El sospechoso que Beltrán había escogido era un hombre de cuarenta y cinco años, paciente habitual externo de un psiquiátrico municipal. Estaba diagnosticado como esquizofrénico con delirios religiosos. Contaba con antecedentes policiales leves. En un par de ocasiones había agredido a gente desconocida en un bar causándoles contusiones de escasa importancia.
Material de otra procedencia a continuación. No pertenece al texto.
//! # Full task status.
//!
//! [`Status`] is what a concrete task publishes to its own subscribers. It keeps
//! the typed payloads; [`StatusDescription`] is the erased view of it.

use super::description::StatusDescription;
use super::progress::Progress;

/// Current status of a task with success type `S` and error type `E`.
#[derive(Debug, Clone, PartialEq, Eq)]
pub enum Status<S, E> {
    /// Created, not started. Initial and never re-entered.
    Idle,
    /// Body is running.
    Started,
    /// Body reported progress (optionally structured).
    Progress(Option<Progress>),
    /// Finished with a value. Terminal.
    Success(S),
    /// Finished with a domain error. Terminal.
    Error(E),
    /// Cancelled before finishing. Terminal.
    Canceled,
}

impl<S, E> Status<S, E> {
    /// Payload-free projection of this status.
    pub fn description(&self) -> StatusDescription {
        match self {
            Status::Idle => StatusDescription::Idle,
            Status::Started => StatusDescription::Started,
            Status::Progress(_) => StatusDescription::Progress,
            Status::Success(_) => StatusDescription::Success,
            Status::Error(_) => StatusDescription::Error,
            Status::Canceled => StatusDescription::Canceled,
        }
    }

    #[inline]
    pub fn is_idle(&self) -> bool {
        matches!(self, Status::Idle)
    }

    #[inline]
    pub fn is_terminal(&self) -> bool {
        self.description().is_terminal()
    }

    #[inline]
    pub fn is_active(&self) -> bool {
        self.description().is_active()
    }

    /// Returns the success value, if this is `Success`.
    pub fn success_value(&self) -> Option<&S> {
        match self {
            Status::Success(v) => Some(v),
            _ => None,
        }
    }

    /// Returns the error value, if this is `Error`.
    pub fn error_value(&self) -> Option<&E> {
        match self {
            Status::Error(e) => Some(e),
            _ => None,
        }
    }

    /// Returns the progress payload, if this is `Progress` with one.
    pub fn progress(&self) -> Option<Progress> {
        match self {
            Status::Progress(p) => *p,
            _ => None,
        }
    }

    /// Converts a terminal status into a result.
    ///
    /// `Canceled` and non-terminal statuses yield `None`.
    pub fn into_result(self) -> Option<Result<S, E>> {
        match self {
            Status::Success(v) => Some(Ok(v)),
            Status::Error(e) => Some(Err(e)),
            _ => None,
        }
    }

    /// Checks whether `self -> next` is an edge of the state graph.
    pub(crate) fn can_transition_to(&self, next: &Status<S, E>) -> bool {
        use StatusDescription as D;

        match (self.description(), next.description()) {
            (D::Idle, D::Started | D::Canceled) => true,
            (D::Started | D::Progress, D::Progress | D::Success | D::Error | D::Canceled) => true,
            _ => false,
        }
    }
}

impl<S, E> From<Result<S, E>> for Status<S, E> {
    fn from(result: Result<S, E>) -> Self {
        match result {
            Ok(v) => Status::Success(v),
            Err(e) => Status::Error(e),
        }
    }
}

#[cfg(test)]
mod tests {
    use super::*;

    type St = Status<u32, String>;

    #[test]
    fn graph_edges() {
        assert!(St::Idle.can_transition_to(&St::Started));
        assert!(St::Idle.can_transition_to(&St::Canceled));
        assert!(!St::Idle.can_transition_to(&St::Success(1)));
        assert!(!St::Idle.can_transition_to(&St::Progress(None)));

        assert!(St::Started.can_transition_to(&St::Progress(None)));
        assert!(St::Progress(None).can_transition_to(&St::Progress(None)));
        assert!(St::Progress(None).can_transition_to(&St::Error("x".into())));
        assert!(!St::Started.can_transition_to(&St::Started));
        assert!(!St::Started.can_transition_to(&St::Idle));
    }

    #[test]
    fn terminal_statuses_are_absorbing() {
        for terminal in [St::Success(1), St::Error("e".into()), St::Canceled] {
            assert!(terminal.is_terminal());
            for next in [
                St::Idle,
                St::Started,
                St::Progress(None),
                St::Success(2),
                St::Error("f".into()),
                St::Canceled,
            ] {
                assert!(!terminal.can_transition_to(&next));
            }
        }
    }

    #[test]
    fn into_result_drops_cancellation() {
        assert_eq!(St::Success(7).into_result(), Some(Ok(7)));
        assert_eq!(St::Error("no".into()).into_result(), Some(Err("no".to_string())));
        assert_eq!(St::Canceled.into_result(), None);
        assert_eq!(St::Started.into_result(), None);
    }
}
Su ficha psiquiátrica había evitado que fuera condenado ni siquiera a una multa.
– He conversado un par de veces con él y las conclusiones que he sacado me indican que puede tratarse de un claro sospechoso.
– ¿Podemos conocer esas conclusiones?
– Médicamente no creo que tengan interés para ustedes. Además hay cosas que nos son dictadas por una cierta intuición que proporciona la experiencia.
– Doctor Beltrán, quiero hablarle con toda sinceridad: el curso de la investigación nos está llevando por derroteros que no confirman la hipótesis de un psicópata asesino.